Subject: Re: NetBSD Copyright (Was: Re: Last chance: Copyrights is OK ?)
To: None <firstname.lastname@example.org, email@example.com>
From: Ross Harvey <firstname.lastname@example.org>
Date: 03/08/1999 17:54:09
> From: "Eric Delcamp" <email@example.com>
> Hi !
> (Huh ! I found Ross's message a little rude about Greg's work and mine).
Err, sorry...the point wasn't to disparage your work or Greg's.
In fact, as I wasn't even talking about or refering to your work (the
daemon, right?) at all, I don't see how my comments on the driver could
even do that! Please explain.
And regarding the driver, and its copyright that makes an existing, known
problem, worse: well, to discuss this people needed to know:
1. How critical is this driver?
2. How difficult would it be to get a replacement?

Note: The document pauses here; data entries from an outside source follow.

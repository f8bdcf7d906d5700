//! Firebase pipeline: install → `.env` → build → deploy, environment
//! selection from CI event data, and lint.

use serde::{Deserialize, Serialize};

use crate::base::BaseEnvironment;
use crate::build;
use crate::config::{EnvironmentProjects, FirebaseConfig};
use crate::deploy::{self, DeployRequest, DeployTarget, DEFAULT_ACCESS_TOKEN_ENV};
use crate::env_file::{self, EnvSources};
use crate::error::{Result, ShipyardError};
use crate::executor::Executor;
use crate::install;
use crate::paths::{self, SOURCE_MOUNT};
use crate::secret::Secret;
use crate::tree::SourceTree;

pub const LINT_COMMAND: [&str; 4] = ["npm", "run", "lint", "--if-present"];
pub const DEFAULT_ONLY: &str = "hosting";
const PRODUCTION_TAG_PREFIX: &str = "refs/tags/v";

/// Project layout inside the source tree.
#[derive(Debug, Clone, Default, PartialEq, Eq)]
pub struct ProjectDirs {
    pub frontend_dir: Option<String>,
    pub backend_dir: Option<String>,
    /// Directory holding `firebase.json`.
    pub firebase_dir: Option<String>,
}

impl From<&FirebaseConfig> for ProjectDirs {
    fn from(cfg: &FirebaseConfig) -> Self {
        Self {
            frontend_dir: cfg.frontend_dir.clone(),
            backend_dir: cfg.backend_dir.clone(),
            firebase_dir: cfg.firebase_dir.clone(),
        }
    }
}

/// Inputs of one `firebase_deploy` run.
#[derive(Debug, Clone)]
pub struct DeployOptions {
    pub target: DeployTarget,
    pub credential: Secret,
    pub app_id: Option<String>,
    pub webapp_config: Option<Secret>,
    pub extra_env: Option<Secret>,
    pub dirs: ProjectDirs,
}

// ---------------------------------------------------------------------------
// Environment selection
// ---------------------------------------------------------------------------

#[derive(Debug, Clone, Copy, PartialEq, Eq, Serialize, Deserialize)]
#[serde(rename_all = "lowercase")]
pub enum Environment {
    Development,
    Staging,
    Production,
}

impl Environment {
    pub fn for_event(event: &str, git_ref: &str) -> Self {
        match event {
            "push" if git_ref.starts_with(PRODUCTION_TAG_PREFIX) => Environment::Production,
            "push" => Environment::Staging,
            _ => Environment::Development,
        }
    }

    pub fn as_str(self) -> &'static str {
        match self {
            Environment::Development => "development",
            Environment::Staging => "staging",
            Environment::Production => "production",
        }
    }
}

impl std::fmt::Display for Environment {
    fn fmt(&self, f: &mut std::fmt::Formatter<'_>) -> std::fmt::Result {
        f.write_str(self.as_str())
    }
}

/// Pick the project and `--only` filter for a CI event. Pure.
///
/// Tag pushes matching `refs/tags/v*` go to production, other pushes to
/// staging, everything else to development. `push` and `pull_request`
/// default `only` to `hosting`.
pub fn select_deploy_target(
    event: &str,
    git_ref: &str,
    projects: &EnvironmentProjects,
    only: Option<&str>,
) -> (Environment, DeployTarget) {
    let environment = Environment::for_event(event, git_ref);
    let only = match (only, event) {
        (Some(only), _) => Some(only.to_string()),
        (None, "push" | "pull_request") => Some(DEFAULT_ONLY.to_string()),
        (None, _) => None,
    };
    let target = DeployTarget {
        project_id: projects.for_environment(environment).to_string(),
        only,
    };
    (environment, target)
}

// ---------------------------------------------------------------------------
// Pipeline
// ---------------------------------------------------------------------------

pub struct Pipeline<E> {
    executor: E,
    base: BaseEnvironment,
    access_token_env: String,
}

impl<E: Executor> Pipeline<E> {
    pub fn new(executor: E) -> Self {
        Self {
            executor,
            base: BaseEnvironment::default(),
            access_token_env: DEFAULT_ACCESS_TOKEN_ENV.to_string(),
        }
    }

    pub fn with_base(mut self, base: BaseEnvironment) -> Self {
        self.base = base;
        self
    }

    pub fn with_access_token_env(mut self, name: impl Into<String>) -> Self {
        self.access_token_env = name.into();
        self
    }

    pub fn executor(&self) -> &E {
        &self.executor
    }

    pub fn base(&self) -> &BaseEnvironment {
        &self.base
    }

    pub fn install_dependencies(
        &self,
        source: &SourceTree,
        frontend_dir: Option<&str>,
        backend_dir: Option<&str>,
    ) -> Result<SourceTree> {
        install::install_dependencies(&self.executor, &self.base, source, frontend_dir, backend_dir)
    }

    pub fn build(
        &self,
        tree: &SourceTree,
        frontend_dir: Option<&str>,
        backend_dir: Option<&str>,
    ) -> Result<SourceTree> {
        build::build(&self.executor, &self.base, tree, frontend_dir, backend_dir)
    }

    pub fn deploy(
        &self,
        tree: &SourceTree,
        target: &DeployTarget,
        credential: &Secret,
        firebase_dir: Option<&str>,
    ) -> Result<String> {
        deploy::deploy(
            &self.executor,
            &self.base,
            tree,
            &DeployRequest {
                target,
                credential,
                firebase_dir,
                access_token_env: &self.access_token_env,
            },
        )
    }

    /// Install, synthesize `.env`, build, deploy. Any failing stage aborts
    /// the rest. Returns the deploy output.
    pub fn firebase_deploy(&self, source: &SourceTree, opts: &DeployOptions) -> Result<String> {
        let frontend = opts.dirs.frontend_dir.as_deref();
        let backend = opts.dirs.backend_dir.as_deref();

        tracing::info!(project = %opts.target.project_id, "firebase deploy: installing");
        let installed = self.install_dependencies(source, frontend, backend)?;

        let configured = env_file::synthesize_env(
            &installed,
            &EnvSources {
                frontend_dir: frontend,
                project_id: &opts.target.project_id,
                app_id: opts.app_id.as_deref(),
                webapp_config: opts.webapp_config.as_ref(),
                extra_env: opts.extra_env.as_ref(),
            },
        )?;

        tracing::info!("firebase deploy: building");
        let built = self.build(&configured, frontend, backend)?;

        self.deploy(
            &built,
            &opts.target,
            &opts.credential,
            opts.dirs.firebase_dir.as_deref(),
        )
    }

    /// Resolve the target from CI event data, then [`Self::firebase_deploy`].
    /// Only `opts.target.only` is used from `opts.target`. An environment
    /// without a project id fails with `MissingProject` before anything runs.
    pub fn deploy_to_env(
        &self,
        source: &SourceTree,
        event: &str,
        git_ref: &str,
        projects: &EnvironmentProjects,
        opts: DeployOptions,
    ) -> Result<String> {
        let (environment, target) =
            select_deploy_target(event, git_ref, projects, opts.target.only.as_deref());
        if target.project_id.trim().is_empty() {
            return Err(ShipyardError::MissingProject(environment.to_string()));
        }
        tracing::info!(%environment, event, git_ref, project = %target.project_id, "selected environment");
        self.firebase_deploy(source, &DeployOptions { target, ..opts })
    }

    /// Install dependencies, then `npm run lint --if-present` in each
    /// directory. Projects without a lint script pass.
    pub fn lint(
        &self,
        source: &SourceTree,
        frontend_dir: Option<&str>,
        backend_dir: Option<&str>,
    ) -> Result<()> {
        let installed = self.install_dependencies(source, frontend_dir, backend_dir)?;
        let mut container = self.base.container().with_directory(SOURCE_MOUNT, &installed);
        for dir in [frontend_dir, backend_dir].into_iter().flatten() {
            container = container
                .with_workdir(paths::source_mount(Some(dir))?)
                .with_exec(LINT_COMMAND);
        }
        self.executor.run(&container, None)?;
        Ok(())
    }
}

// ---------------------------------------------------------------------------
// Tests
// ---------------------------------------------------------------------------

#[cfg(test)]
mod tests {
    use super::*;

    fn projects() -> EnvironmentProjects {
        EnvironmentProjects {
            development: "demo-dev".into(),
            staging: "demo-staging".into(),
            production: "demo-prod".into(),
        }
    }

    #[test]
    fn version_tag_push_goes_to_production() {
        let (env, target) = select_deploy_target("push", "refs/tags/v2.0.0", &projects(), None);
        assert_eq!(env, Environment::Production);
        assert_eq!(target.project_id, "demo-prod");
        assert_eq!(target.only.as_deref(), Some("hosting"));
    }

    #[test]
    fn branch_push_goes_to_staging() {
        let (env, target) = select_deploy_target("push", "refs/heads/main", &projects(), None);
        assert_eq!(env, Environment::Staging);
        assert_eq!(target.project_id, "demo-staging");
        assert_eq!(target.only.as_deref(), Some("hosting"));
    }

    #[test]
    fn non_version_tag_push_goes_to_staging() {
        let (env, _) = select_deploy_target("push", "refs/tags/release-1", &projects(), None);
        assert_eq!(env, Environment::Staging);
    }

    #[test]
    fn pull_request_goes_to_development() {
        let (env, target) =
            select_deploy_target("pull_request", "refs/tags/v9.9.9", &projects(), None);
        assert_eq!(env, Environment::Development);
        assert_eq!(target.project_id, "demo-dev");
        assert_eq!(target.only.as_deref(), Some("hosting"));
    }

    #[test]
    fn other_events_fall_back_to_development_without_only() {
        let (env, target) = select_deploy_target("workflow_dispatch", "", &projects(), None);
        assert_eq!(env, Environment::Development);
        assert_eq!(target.project_id, "demo-dev");
        assert_eq!(target.only, None);
    }

    #[test]
    fn explicit_only_is_kept() {
        let (_, target) =
            select_deploy_target("push", "refs/heads/main", &projects(), Some("functions"));
        assert_eq!(target.only.as_deref(), Some("functions"));
    }
}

Did you want me to say it _was_ critical? Did you want me to say it's a
difficult chip with bad documentation requiring arcane expertise? Would
any of these things have been remotely true? Did you want me to just not
comment on these issues .. and without understanding them, how do we decide
whether to aggravate our well-known license problem?
For those who don't know...this EXACT problem with the BSD license has been
the subject of a Stallman diatribe on www.fsf.org, as well as being a very
real problem for big companies that have tried to ship NetBSD.
I even tried to look at the source, it's nice that you have a NetBSD projects
page notice and a notice on your home page, but you do not seem to have
even made the source available for download under the proposed license,
much less one of the preferred ones. (That is: I can't find the source.)
Therefore, all I could do was project from the inherent (lack of) complexity
of the chip.
And, sigh, for the record, your part of the project (the daemon) could
certainly be arbitrarily complex. I have no idea at all how difficult it
would be to replicate that part of the work.